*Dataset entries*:
>>>>

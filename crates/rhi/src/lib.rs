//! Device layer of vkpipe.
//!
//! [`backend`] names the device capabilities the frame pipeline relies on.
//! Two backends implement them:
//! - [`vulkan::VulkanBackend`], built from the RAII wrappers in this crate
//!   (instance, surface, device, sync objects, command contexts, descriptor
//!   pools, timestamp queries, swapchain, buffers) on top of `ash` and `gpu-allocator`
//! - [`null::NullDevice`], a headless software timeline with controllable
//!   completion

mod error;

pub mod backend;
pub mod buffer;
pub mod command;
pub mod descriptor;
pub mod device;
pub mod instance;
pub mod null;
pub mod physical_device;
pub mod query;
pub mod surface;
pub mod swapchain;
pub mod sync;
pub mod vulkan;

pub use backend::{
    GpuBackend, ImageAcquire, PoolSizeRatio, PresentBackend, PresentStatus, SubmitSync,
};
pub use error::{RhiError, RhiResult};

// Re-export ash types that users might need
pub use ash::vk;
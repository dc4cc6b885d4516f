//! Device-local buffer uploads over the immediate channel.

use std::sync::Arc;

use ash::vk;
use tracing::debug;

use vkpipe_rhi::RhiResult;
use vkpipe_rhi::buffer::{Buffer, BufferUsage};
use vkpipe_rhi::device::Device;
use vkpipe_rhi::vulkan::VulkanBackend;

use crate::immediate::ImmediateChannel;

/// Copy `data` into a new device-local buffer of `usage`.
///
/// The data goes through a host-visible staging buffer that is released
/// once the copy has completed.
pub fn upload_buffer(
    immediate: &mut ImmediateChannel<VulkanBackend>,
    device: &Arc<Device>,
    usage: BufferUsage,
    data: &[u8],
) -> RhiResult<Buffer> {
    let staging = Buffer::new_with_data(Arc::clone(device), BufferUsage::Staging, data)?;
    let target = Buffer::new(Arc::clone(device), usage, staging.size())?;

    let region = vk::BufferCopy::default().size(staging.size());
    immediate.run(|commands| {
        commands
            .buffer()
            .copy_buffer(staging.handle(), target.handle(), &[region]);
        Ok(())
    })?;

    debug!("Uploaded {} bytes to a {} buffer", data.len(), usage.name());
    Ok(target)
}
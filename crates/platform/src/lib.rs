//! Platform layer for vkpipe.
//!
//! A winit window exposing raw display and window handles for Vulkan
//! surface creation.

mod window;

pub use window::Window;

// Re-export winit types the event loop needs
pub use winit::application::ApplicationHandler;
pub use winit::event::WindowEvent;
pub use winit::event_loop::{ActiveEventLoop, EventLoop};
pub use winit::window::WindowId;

<<<<

*REQUIRED ACTION*: Write out exactly the lines above between the line with "use vkpipe_rhi::device::Device;" and the line with "pub use window::Window;", inclusive, and nothing beyond them.

*SOLUTION TO THE PROBLEM*:
use vkpipe_rhi::device::Device;
use vkpipe_rhi::vulkan::VulkanBackend;

use crate::immediate::ImmediateChannel;

/// Copy `data` into a new device-local buffer of `usage`.
///
/// The data goes through a host-visible staging buffer that is released
/// once the copy has completed.
pub fn upload_buffer(
    immediate: &mut ImmediateChannel<VulkanBackend>,
    device: &Arc<Device>,
    usage: BufferUsage,
    data: &[u8],
) -> RhiResult<Buffer> {
    let staging = Buffer::new_with_data(Arc::clone(device), BufferUsage::Staging, data)?;
    let target = Buffer::new(Arc::clone(device), usage, staging.size())?;

    let region = vk::BufferCopy::default().size(staging.size());
    immediate.run(|commands| {
        commands
            .buffer()
            .copy_buffer(staging.handle(), target.handle(), &[region]);
        Ok(())
    })?;

    debug!("Uploaded {} bytes to a {} buffer", data.len(), usage.name());
    Ok(target)
}
filename crates/platform/src/lib.rs
//! Platform layer for vkpipe.
//!
//! A winit window exposing raw display and window handles for Vulkan
//! surface creation.

mod window;

pub use window::Window;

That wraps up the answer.